[Exercise objective] The lines from the start of the records through the one containing "pub(crate) const TYPE_FIELD: &str" are to be restated word for word; please include both ends.

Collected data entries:
###

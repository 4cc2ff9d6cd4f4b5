use std::fmt::{self, Debug, Formatter};
use std::sync::Arc;

use super::{
    DirCreator, EnvCreator, FileCreator, HttpClient, ObservableFileCreator,
    ObservableRestCreator, RestCreator, Supplier,
};
use crate::{DecoderFactory, Error, Options, Partial, Result, Value};

/// Field carrying the supplier kind in a description.
pub(crate) const TYPE_FIELD: &str = "type";

/// Builds suppliers from declarative descriptions.
pub trait SupplierCreator: Send + Sync {
    /// Returns `true` if this creator handles `description`, usually by
    /// matching its `type` field.
    fn accepts(&self, description: &Partial) -> bool;

    /// Validates the description and constructs the supplier, loading its
    /// initial content.
    ///
    /// # Errors
    ///
    /// Returns [`Error::MissingField`] for an absent required field, or the
    /// failure of the initial load.
    fn create(&self, description: &Partial) -> Result<Box<dyn Supplier>>;
}

/// Selects a supplier creator for a description.
///
/// # Example
///
/// ```rust
/// use std::sync::Arc;
/// use confkit::{DecoderFactory, Options, Partial, Path, SupplierFactory};
///
/// let factory = SupplierFactory::with_defaults(
///     Arc::new(DecoderFactory::default()),
///     &Options::default(),
///     None,
/// );
///
/// let mut description = Partial::new();
/// description.set("type", "env")?;
/// description.set("mappings.CONFKIT_DOC_UNSET", "app.name")?;
///
/// let supplier = factory.create(&description)?;
/// assert!(!supplier.has(Path::new("app.name")));
/// # Ok::<(), confkit::Error>(())
/// ```
pub struct SupplierFactory {
    creators: Vec<Box<dyn SupplierCreator>>,
}

impl SupplierFactory {
    /// Creates a factory with no creators registered.
    #[must_use]
    pub fn empty() -> Self {
        Self {
            creators: Vec::new(),
        }
    }

    /// Creates a factory with the built-in creators.
    ///
    /// `env`, `file`, `observable-file` and `dir` are always registered.
    /// `rest` and `observable-rest` are registered only when an HTTP client
    /// is given. `aggregate` needs a child source and is never registered
    /// here; see [`AggregateCreator`](super::AggregateCreator).
    #[must_use]
    pub fn with_defaults(
        decoders: Arc<DecoderFactory>,
        options: &Options,
        http: Option<Arc<dyn HttpClient>>,
    ) -> Self {
        let mut factory = Self::empty();
        factory
            .register(EnvCreator::new(options.separator))
            .register(FileCreator::new(Arc::clone(&decoders), &options.format))
            .register(ObservableFileCreator::new(
                Arc::clone(&decoders),
                &options.format,
            ))
            .register(DirCreator::new(Arc::clone(&decoders), &options.format));

        if let Some(client) = http {
            factory
                .register(RestCreator::new(
                    Arc::clone(&client),
                    Arc::clone(&decoders),
                    options,
                ))
                .register(ObservableRestCreator::new(client, decoders, options));
        }

        factory
    }

    /// Appends a creator; earlier registrations take precedence.
    pub fn register(&mut self, creator: impl SupplierCreator + 'static) -> &mut Self {
        self.creators.push(Box::new(creator));
        self
    }

    /// Returns `true` if some creator accepts `description`.
    #[must_use]
    pub fn accepts(&self, description: &Partial) -> bool {
        self.creators.iter().any(|c| c.accepts(description))
    }

    /// Creates the supplier described by `description`.
    ///
    /// # Errors
    ///
    /// Returns [`Error::InvalidSupplier`] if no creator accepts the
    /// description, or the accepting creator's failure.
    pub fn create(&self, description: &Partial) -> Result<Box<dyn Supplier>> {
        let creator = self
            .creators
            .iter()
            .find(|c| c.accepts(description))
            .ok_or_else(|| match description.string(TYPE_FIELD) {
                Ok(kind) => Error::invalid_supplier(format!("no supplier accepts type `{kind}`")),
                Err(_) => Error::invalid_supplier("description has no `type`"),
            })?;

        creator.create(description)
    }
}

impl Debug for SupplierFactory {
    fn fmt(&self, f: &mut Formatter<'_>) -> fmt::Result {
        f.debug_struct("SupplierFactory")
            .field("creators", &self.creators.len())
            .finish()
    }
}

// ============================================================================
// Description helpers
// ============================================================================

/// Returns `true` if the description's `type` equals `kind`.
pub(crate) fn has_type(description: &Partial, kind: &str) -> bool {
    description
        .string(TYPE_FIELD)
        .is_ok_and(|t| t.eq_ignore_ascii_case(kind))
}

/// Looks up an optional field.
fn field<'d>(description: &'d Partial, field: &'static str) -> Option<&'d Value> {
    description.get(field).ok()
}

/// Reads a required string field.
pub(crate) fn required_str<'d>(
    description: &'d Partial,
    kind: &'static str,
    name: &'static str,
) -> Result<&'d str> {
    let value = field(description, name).ok_or(Error::missing_field(kind, name))?;
    value
        .as_str()
        .ok_or_else(|| Error::conversion(name, "string", value.type_name()))
}

/// Reads an optional string field, falling back to `default`.
pub(crate) fn optional_str<'d>(
    description: &'d Partial,
    name: &'static str,
    default: &'d str,
) -> Result<&'d str> {
    match field(description, name) {
        None => Ok(default),
        Some(value) => value
            .as_str()
            .ok_or_else(|| Error::conversion(name, "string", value.type_name())),
    }
}

/// Reads an optional boolean field, falling back to `default`.
pub(crate) fn optional_bool(description: &Partial, name: &'static str, default: bool) -> Result<bool> {
    match field(description, name) {
        None => Ok(default),
        Some(value) => value
            .as_bool()
            .ok_or_else(|| Error::conversion(name, "bool", value.type_name())),
    }
}

/// Reads a required tree field.
pub(crate) fn required_tree<'d>(
    description: &'d Partial,
    kind: &'static str,
    name: &'static str,
) -> Result<&'d Partial> {
    let value = field(description, name).ok_or(Error::missing_field(kind, name))?;
    value
        .as_partial()
        .ok_or_else(|| Error::conversion(name, "partial", value.type_name()))
}

#[cfg(test)]
mod tests {
    use super::*;
    use crate::Path;
    use crate::supplier::PartialSupplier;

    struct Fixed(&'static str, i64);

    impl SupplierCreator for Fixed {
        fn accepts(&self, description: &Partial) -> bool {
            has_type(description, self.0)
        }

        fn create(&self, _description: &Partial) -> Result<Box<dyn Supplier>> {
            let mut tree = Partial::new();
            tree.set("marker", self.1)?;
            Ok(Box::new(PartialSupplier::new(tree)))
        }
    }

    fn described(kind: &str) -> Partial {
        let mut description = Partial::new();
        description.set(TYPE_FIELD, kind).unwrap();
        description
    }

    #[test]
    fn test_first_acceptor_wins() {
        let mut factory = SupplierFactory::empty();
        factory.register(Fixed("memory", 1)).register(Fixed("memory", 2));

        let supplier = factory.create(&described("memory")).unwrap();
        assert_eq!(supplier.get(Path::new("marker")).unwrap(), Value::Int(1));
    }

    #[test]
    fn test_unknown_type_is_invalid_supplier() {
        let factory = SupplierFactory::empty();
        let err = factory.create(&described("consul")).err().unwrap();
        assert!(matches!(err, Error::InvalidSupplier { reason } if reason.contains("consul")));

        let err = factory.create(&Partial::new()).err().unwrap();
        assert!(matches!(err, Error::InvalidSupplier { .. }));
    }

    #[test]
    fn test_rest_needs_client() {
        let factory = SupplierFactory::with_defaults(
            Arc::new(DecoderFactory::default()),
            &Options::default(),
            None,
        );
        assert!(factory.accepts(&described("file")));
        assert!(factory.accepts(&described("env")));
        assert!(!factory.accepts(&described("rest")));
        assert!(!factory.accepts(&described("aggregate")));
    }

    #[test]
    fn test_required_field_names_field() {
        let description = described("file");
        let err = required_str(&description, "file", "path").unwrap_err();
        assert!(matches!(err, Error::MissingField { kind: "file", field: "path" }));
    }

    #[test]
    fn test_optional_fields() {
        let mut description = described("dir");
        description.set("recursive", true).unwrap();
        assert!(optional_bool(&description, "recursive", false).unwrap());
        assert_eq!(optional_str(&description, "format", "json").unwrap(), "json");

        description.set("format", 3).unwrap();
        assert!(optional_str(&description, "format", "json").is_err());
    }
}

###

[Response for this exercise]
repository 4cc2ff9d6cd4f4b5
use std::fmt::{self, Debug, Formatter};
use std::sync::Arc;

use super::{
    DirCreator, EnvCreator, FileCreator, HttpClient, ObservableFileCreator,
    ObservableRestCreator, RestCreator, Supplier,
};
use crate::{DecoderFactory, Error, Options, Partial, Result, Value};

/// Field carrying the supplier kind in a description.
pub(crate) const TYPE_FIELD: &str = "type";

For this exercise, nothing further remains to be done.